### PROVIDED DATA
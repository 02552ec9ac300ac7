use std::any::Any;
use std::fmt;
use std::rc::Rc;

use crate::value::Value;

/// Application context passed unchanged to every component of a pass.
#[derive(Clone, Default)]
pub struct Context {
    inner: Option<Rc<dyn Any>>,
}

impl Context {
    pub fn new<T: 'static>(value: T) -> Self {
        Self {
            inner: Some(Rc::new(value)),
        }
    }

    pub fn empty() -> Self {
        Self::default()
    }

    pub fn is_empty(&self) -> bool {
        self.inner.is_none()
    }

    /// Borrow the context as `T`, if that is what it holds.
    pub fn get<T: 'static>(&self) -> Option<&T> {
        self.inner.as_deref()?.downcast_ref::<T>()
    }

    /// Identity comparison: two contexts are the same if they share storage.
    pub fn ptr_eq(&self, other: &Context) -> bool {
        match (&self.inner, &other.inner) {
            (None, None) => true,
            (Some(a), Some(b)) => std::ptr::addr_eq(Rc::as_ptr(a), Rc::as_ptr(b)),
            _ => false,
        }
    }
}

impl fmt::Debug for Context {
    fn fmt(&self, f: &mut fmt::Formatter<'_>) -> fmt::Result {
        match self.inner {
            Some(_) => f.write_str("Context(..)"),
            None => f.write_str("Context(empty)"),
        }
    }
}

/// Action sink components use to talk to the application. Opaque to the pass.
#[derive(Clone)]
pub struct Dispatch {
    inner: Rc<dyn Fn(Value)>,
}

impl Dispatch {
    pub fn new(f: impl Fn(Value) + 'static) -> Self {
        Self { inner: Rc::new(f) }
    }

    /// A dispatch that drops every action.
    pub fn noop() -> Self {
        Self::new(|_| {})
    }

    pub fn send(&self, action: impl Into<Value>) {
        (self.inner)(action.into());
    }

    pub fn ptr_eq(&self, other: &Dispatch) -> bool {
        Rc::ptr_eq(&self.inner, &other.inner)
    }
}

impl Default for Dispatch {
    fn default() -> Self {
        Self::noop()
    }
}

impl fmt::Debug for Dispatch {
    fn fmt(&self, f: &mut fmt::Formatter<'_>) -> fmt::Result {
        f.write_str("Dispatch")
    }
}

#[cfg(test)]
mod tests {
    use super::*;
    use std::cell::RefCell;

    struct Theme {
        accent: &'static str,
    }

    #[test]
    fn context_downcasts_to_its_type() {
        let ctx = Context::new(Theme { accent: "teal" });
        assert_eq!(ctx.get::<Theme>().map(|t| t.accent), Some("teal"));
        assert!(ctx.get::<String>().is_none());
        assert!(Context::empty().get::<Theme>().is_none());
    }

    #[test]
    fn context_identity_survives_clone() {
        let ctx = Context::new(1u8);
        assert!(ctx.ptr_eq(&ctx.clone()));
        assert!(!ctx.ptr_eq(&Context::new(1u8)));
        assert!(Context::empty().ptr_eq(&Context::empty()));
    }

    #[test]
    fn dispatch_forwards_actions() {
        let seen = Rc::new(RefCell::new(Vec::new()));
        let sink = Rc::clone(&seen);
        let dispatch = Dispatch::new(move |action| sink.borrow_mut().push(action));
        dispatch.send("increment");
        assert_eq!(*seen.borrow(), vec![Value::from("increment")]);
    }
}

### EXERCISE OBJECTIVE
Where does the word "match" appear in the listing? List each line that holds it.

### RESPONSE AREA
        match (&self.inner, &other.inner) {
        match self.inner {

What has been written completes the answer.